● **DATA EXTRACT**:
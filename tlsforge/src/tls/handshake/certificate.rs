use forge::codec::{put_uint, Reader};
use forge::error::Error;
use forge::inject::{FieldMut, InjectableBytes, InjectableInteger};
use serde::{Deserialize, Serialize};

use crate::tls::context::TlsContext;
use crate::tls::enums::{ConnectionEnd, HandshakeType};
use crate::tls::handshake::{read_vector, write_vector, HandshakeBody, HandshakeHeader};

/// Certificate chain of RFC 5246, section 7.4.2. The certificates are kept as DER.
#[derive(Debug, Clone, Default, PartialEq, Serialize, Deserialize)]
pub struct CertificateMessage {
    pub header: HandshakeHeader,
    pub certificates_length: InjectableInteger,
    /// Concatenation of the 3 byte length prefixed certificates
    pub certificates: InjectableBytes,
}

pub fn encode_certificate_list(chain: &[Vec<u8>]) -> Vec<u8> {
    let mut bytes = Vec::new();
    for certificate in chain {
        put_uint(certificate.len() as u32, 3, &mut bytes);
        bytes.extend_from_slice(certificate);
    }
    bytes
}

pub fn decode_certificate_list(bytes: &[u8]) -> Result<Vec<Vec<u8>>, Error> {
    let mut r = Reader::init(bytes);
    let mut chain = Vec::new();
    while r.any_left() {
        let len = r.read_u24()? as usize;
        chain.push(r.take(len)?.to_vec());
    }
    Ok(chain)
}

impl HandshakeBody for CertificateMessage {
    const TYPE: HandshakeType = HandshakeType::Certificate;

    fn header(&self) -> &HandshakeHeader {
        &self.header
    }

    fn header_mut(&mut self) -> &mut HandshakeHeader {
        &mut self.header
    }

    fn prepare_body(&mut self, ctx: &mut TlsContext) -> Result<Vec<u8>, Error> {
        if ctx.certificate_chain.is_empty() {
            log::debug!("Sending an empty certificate chain");
        }
        let mut bytes = Vec::new();
        write_vector(
            &mut bytes,
            3,
            &mut self.certificates_length,
            &mut self.certificates,
            encode_certificate_list(&ctx.certificate_chain),
        );
        Ok(bytes)
    }

    fn parse_body(&mut self, r: &mut Reader) -> Result<(), Error> {
        read_vector(r, 3, &mut self.certificates_length, &mut self.certificates)
    }

    fn adjust_context(&mut self, ctx: &mut TlsContext) -> Result<(), Error> {
        let chain = decode_certificate_list(
            self.certificates
                .original()
                .map(Vec::as_slice)
                .unwrap_or_default(),
        )?;
        log::debug!("Peer presented {} certificates", chain.len());
        match ctx.connection_end {
            ConnectionEnd::Client => ctx.server_certificates = chain,
            ConnectionEnd::Server => ctx.client_certificates = chain,
        }
        Ok(())
    }

    fn field_mut(&mut self, name: &str) -> Option<FieldMut<'_>> {
        match name {
            "certificates_length" => Some(FieldMut::Integer(&mut self.certificates_length)),
            "certificates" => Some(FieldMut::Bytes(&mut self.certificates)),
            _ => None,
        }
    }
}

● **REQUIRED ACTION**:
In the answer, the listing above should be restated word for word.

● **RESPONSE**:
filename tlsforge/src/tls/handshake/certificate.rs
use forge::codec::{put_uint, Reader};
use forge::error::Error;
use forge::inject::{FieldMut, InjectableBytes, InjectableInteger};
use serde::{Deserialize, Serialize};

use crate::tls::context::TlsContext;
use crate::tls::enums::{ConnectionEnd, HandshakeType};
use crate::tls::handshake::{read_vector, write_vector, HandshakeBody, HandshakeHeader};

/// Certificate chain of RFC 5246, section 7.4.2. The certificates are kept as DER.
#[derive(Debug, Clone, Default, PartialEq, Serialize, Deserialize)]
pub struct CertificateMessage {
    pub header: HandshakeHeader,
    pub certificates_length: InjectableInteger,
    /// Concatenation of the 3 byte length prefixed certificates
    pub certificates: InjectableBytes,
}

pub fn encode_certificate_list(chain: &[Vec<u8>]) -> Vec<u8> {
    let mut bytes = Vec::new();
    for certificate in chain {
        put_uint(certificate.len() as u32, 3, &mut bytes);
        bytes.extend_from_slice(certificate);
    }
    bytes
}

pub fn decode_certificate_list(bytes: &[u8]) -> Result<Vec<Vec<u8>>, Error> {
    let mut r = Reader::init(bytes);
    let mut chain = Vec::new();
    while r.any_left() {
        let len = r.read_u24()? as usize;
        chain.push(r.take(len)?.to_vec());
    }
    Ok(chain)
}

impl HandshakeBody for CertificateMessage {
    const TYPE: HandshakeType = HandshakeType::Certificate;

    fn header(&self) -> &HandshakeHeader {
        &self.header
    }

    fn header_mut(&mut self) -> &mut HandshakeHeader {
        &mut self.header
    }

    fn prepare_body(&mut self, ctx: &mut TlsContext) -> Result<Vec<u8>, Error> {
        if ctx.certificate_chain.is_empty() {
            log::debug!("Sending an empty certificate chain");
        }
        let mut bytes = Vec::new();
        write_vector(
            &mut bytes,
            3,
            &mut self.certificates_length,
            &mut self.certificates,
            encode_certificate_list(&ctx.certificate_chain),
        );
        Ok(bytes)
    }

    fn parse_body(&mut self, r: &mut Reader) -> Result<(), Error> {
        read_vector(r, 3, &mut self.certificates_length, &mut self.certificates)
    }

    fn adjust_context(&mut self, ctx: &mut TlsContext) -> Result<(), Error> {
        let chain = decode_certificate_list(
            self.certificates
                .original()
                .map(Vec::as_slice)
                .unwrap_or_default(),
        )?;
        log::debug!("Peer presented {} certificates", chain.len());
        match ctx.connection_end {
            ConnectionEnd::Client => ctx.server_certificates = chain,
            ConnectionEnd::Server => ctx.client_certificates = chain,
        }
        Ok(())
    }

    fn field_mut(&mut self, name: &str) -> Option<FieldMut<'_>> {
        match name {
            "certificates_length" => Some(FieldMut::Integer(&mut self.certificates_length)),
            "certificates" => Some(FieldMut::Bytes(&mut self.certificates)),
            _ => None,
        }
    }
}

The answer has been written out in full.